Penolakan adalah bagian tak terelakkan dari dunia penjualan. Namun, banyak tenaga penjual yang justru menyerah terlalu cepat saat mendengar kata "tidak" dari calon pelanggan.
Kepanikan, putus asa, hingga rasa malu sering muncul setelah beberapa kali gagal closing. Padahal, riset menunjukkan bahwa 80% transaksi baru terjadi setelah lima kali follow-up.
Ironisnya, 44% sales berhenti mencoba setelah sekali ditolak. Ini bukan soal kemampuan teknis semata, tapi lebih pada ketangguhan mental dan mindset yang dibentuk dalam tim sales.
Mental anti-penolakan membuat banyak prospek terbuang sia-sia. Padahal, “tidak” seringkali berarti “belum saatnya,” bukan penolakan permanen. Tim yang paham ini akan lebih sabar dan strategis dalam tindak lanjut.

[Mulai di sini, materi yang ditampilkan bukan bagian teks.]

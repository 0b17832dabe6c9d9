// SPDX-FileCopyrightText: 2026 Solace Contributors
// SPDX-License-Identifier: MIT OR Apache-2.0

//! Configuration system for the Solace SMS agent.
//!
//! Provides TOML configuration parsing with strict validation (`deny_unknown_fields`),
//! XDG file hierarchy lookup, `SOLACE_*` environment variable overrides, and
//! miette diagnostics with typo suggestions.
//!
//! # Usage
//!
//! ```no_run
//! use solace_config::load_and_validate;
//!
//! let config = load_and_validate().expect("config errors");
//! println!("Persona: {}", config.agent.name);
//! ```

pub mod diagnostic;
pub mod loader;
pub mod model;
pub mod validation;

pub use diagnostic::{ConfigError, render_errors};
pub use loader::{load_config, load_config_from_path, load_config_from_str};
pub use model::SolaceConfig;

/// Load configuration from the XDG hierarchy and validate it.
pub fn load_and_validate() -> Result<SolaceConfig, Vec<ConfigError>> {
    match loader::load_config() {
        Ok(config) => {
            validation::validate_config(&config)?;
            Ok(config)
        }
        Err(err) => Err(diagnostic::figment_to_config_errors(
            err,
            &collect_toml_sources(),
        )),
    }
}

/// Load configuration from an explicit file (plus env overrides) and validate it.
pub fn load_and_validate_path(path: &std::path::Path) -> Result<SolaceConfig, Vec<ConfigError>> {
    match loader::load_config_from_path(path) {
        Ok(config) => {
            validation::validate_config(&config)?;
            Ok(config)
        }
        Err(err) => {
            let sources = std::fs::read_to_string(path)
                .map(|content| vec![(path.display().to_string(), content)])
                .unwrap_or_default();
            Err(diagnostic::figment_to_config_errors(err, &sources))
        }
    }
}

/// Load configuration from a TOML string and validate it.
pub fn load_and_validate_str(toml_content: &str) -> Result<SolaceConfig, Vec<ConfigError>> {
    match loader::load_config_from_str(toml_content) {
        Ok(config) => {
            validation::validate_config(&config)?;
            Ok(config)
        }
        Err(err) => {
            let sources = vec![("<inline>".to_string(), toml_content.to_string())];
            Err(diagnostic::figment_to_config_errors(err, &sources))
        }
    }
}

/// Read the TOML files of the XDG hierarchy for error span resolution.
fn collect_toml_sources() -> Vec<(String, String)> {
    let local = std::env::current_dir()
        .map(|d| d.join("solace.toml"))
        .unwrap_or_else(|_| "solace.toml".into());
    let user = dirs::config_dir().map(|d| d.join("solace/solace.toml"));
    let system = std::path::PathBuf::from("/etc/solace/solace.toml");

    [Some(local), user, Some(system)]
        .into_iter()
        .flatten()
        .filter_map(|path| {
            std::fs::read_to_string(&path)
                .ok()
                .map(|content| (path.display().to_string(), content))
        })
        .collect()
}

#[cfg(test)]
mod tests {
    use super::*;

    #[test]
    fn valid_string_config_loads() {
        let config = load_and_validate_str(
            r#"
[system]
user_id = 1
phone_number = "+15550000001"

[nudge]
max_concurrency = 4
"#,
        )
        .unwrap();
        assert_eq!(config.nudge.max_concurrency, 4);
    }

    #[test]
    fn invalid_value_surfaces_validation_error() {
        let errors = load_and_validate_str("[agent]\nlog_level = \"chatty\"\n").unwrap_err();
        assert!(matches!(errors[0], ConfigError::Validation { .. }));
    }

    #[test]
    fn wrong_type_surfaces_invalid_type() {
        let errors = load_and_validate_str("[gateway]\nport = \"eighty\"\n").unwrap_err();
        assert!(
            matches!(&errors[0], ConfigError::InvalidType { key, .. } if key.contains("port")),
            "{errors:?}"
        );
    }
}
// SPDX-FileCopyrightText: 2026 Solace Contributors
// SPDX-License-Identifier: MIT OR Apache-2.0

//! Outbound SMS over the Twilio REST API.

use std::time::Duration;

use async_trait::async_trait;
use serde::Deserialize;
use solace_config::model::SmsConfig;
use solace_core::types::{AdapterType, HealthStatus, SendReceipt};
use solace_core::{MessageStatus, PluginAdapter, SmsTransport, SolaceError};
use tracing::{debug, info};

#[derive(Debug, Deserialize)]
struct CreateMessageResponse {
    sid: String,
    #[serde(default)]
    status: String,
}

#[derive(Debug, Deserialize)]
struct ApiErrorResponse {
    #[serde(default)]
    code: Option<i64>,
    message: String,
}

/// Twilio REST transport.
pub struct TwilioTransport {
    client: reqwest::Client,
    account_sid: String,
    auth_token: String,
    messages_url: String,
    status_callback_url: Option<String>,
}

impl TwilioTransport {
    /// Build the transport. Requires `sms.account_sid` and `sms.auth_token`.
    pub fn new(config: &SmsConfig) -> Result<Self, SolaceError> {
        let account_sid = config
            .account_sid
            .clone()
            .filter(|s| !s.is_empty())
            .ok_or_else(|| SolaceError::Config("sms.account_sid is required".into()))?;
        let auth_token = config
            .auth_token
            .clone()
            .filter(|s| !s.is_empty())
            .ok_or_else(|| SolaceError::Config("sms.auth_token is required".into()))?;

        let client = reqwest::Client::builder()
            .timeout(Duration::from_secs(30))
            .build()
            .map_err(|e| SolaceError::Transport {
                message: format!("failed to build HTTP client: {e}"),
                source: Some(Box::new(e)),
            })?;

        let messages_url = format!(
            "{}/2010-04-01/Accounts/{account_sid}/Messages.json",
            config.api_base_url.trim_end_matches('/')
        );
        info!(url = %messages_url, "Twilio transport initialized");

        Ok(Self {
            client,
            account_sid,
            auth_token,
            messages_url,
            status_callback_url: config.status_callback_url.clone(),
        })
    }
}

#[async_trait]
impl PluginAdapter for TwilioTransport {
    fn name(&self) -> &str {
        "twilio"
    }

    fn version(&self) -> semver::Version {
        semver::Version::new(0, 1, 0)
    }

    fn adapter_type(&self) -> AdapterType {
        AdapterType::Transport
    }

    async fn health_check(&self) -> Result<HealthStatus, SolaceError> {
        Ok(HealthStatus::Healthy)
    }

    async fn shutdown(&self) -> Result<(), SolaceError> {
        debug!("Twilio transport shutting down");
        Ok(())
    }
}

#[async_trait]
impl SmsTransport for TwilioTransport {
    async fn send(&self, from: &str, to: &str, body: &str) -> Result<SendReceipt, SolaceError> {
        let mut form = vec![("From", from), ("To", to), ("Body", body)];
        if let Some(callback) = self.status_callback_url.as_deref() {
            form.push(("StatusCallback", callback));
        }

        let response = self
            .client
            .post(&self.messages_url)
            .basic_auth(&self.account_sid, Some(&self.auth_token))
            .form(&form)
            .send()
            .await
            .map_err(|e| SolaceError::Transport {
                message: format!("SMS request failed: {e}"),
                source: Some(Box::new(e)),
            })?;

        let status = response.status();
        let text = response.text().await.map_err(|e| SolaceError::Transport {
            message: format!("failed to read SMS response: {e}"),
            source: Some(Box::new(e)),
        })?;

        if !status.is_success() {
            let message = match serde_json::from_str::<ApiErrorResponse>(&text) {
                Ok(err) => match err.code {
                    Some(code) => format!("Twilio error {code}: {}", err.message),
                    None => format!("Twilio error: {}", err.message),
                },
                Err(_) => format!("Twilio returned {status}: {text}"),
            };
            return Err(SolaceError::Transport {
                message,
                source: None,
            });
        }

        let created: CreateMessageResponse =
            serde_json::from_str(&text).map_err(|e| SolaceError::Transport {
                message: format!("failed to parse SMS response: {e}"),
                source: Some(Box::new(e)),
            })?;

        let receipt = SendReceipt {
            status: MessageStatus::from_transport(&created.status),
            delivery_id: created.sid,
        };
        debug!(
            reference_id = %receipt.delivery_id,
            status = %receipt.status,
            "SMS accepted by transport"
        );
        Ok(receipt)
    }
}
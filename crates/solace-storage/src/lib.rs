// SPDX-FileCopyrightText: 2026 Solace Contributors
// SPDX-License-Identifier: MIT OR Apache-2.0

//! SQLite persistence layer for the Solace SMS agent.
//!
//! Provides WAL-mode SQLite storage with embedded migrations, a single-writer
//! concurrency model via `tokio-rusqlite`, and typed operations for users,
//! conversations, messages, the credit ledger, emotion scores, and the
//! durable generation queue.

pub mod adapter;
pub mod database;
pub mod migrations;
pub mod queries;

pub use adapter::SqliteStorage;
pub use database::Database;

Sales yang efektif tak mudah menyerah. Mereka bertanya mengapa ditolak, menawarkan alternatif, dan membangun komunikasi berbasis solusi, bukan sekadar jualan.
Mereka tahu bahwa komunikasi yang aktif dan persuasif adalah kunci meningkatkan kepercayaan dan loyalitas pelanggan, hingga akhirnya menghasilkan konversi.
Bahkan perubahan kecil dalam gaya pendekatan bisa meningkatkan rasio closing hingga 50%. Contohnya, mengajukan pertanyaan lanjutan, menjelaskan perbedaan produk, dan menawarkan nilai lebih.
Strategi seperti ini bukan teori belaka, tapi terbukti dari interaksi lapangan yang menghasilkan transaksi langsung di hari yang sama alias closing on the spot.
Sales juga harus dilatih mengubah respons terhadap penolakan, dari rasa gagal menjadi peluang edukasi. Dengan begitu, sikap profesional dan persistensi akan tumbuh secara alami.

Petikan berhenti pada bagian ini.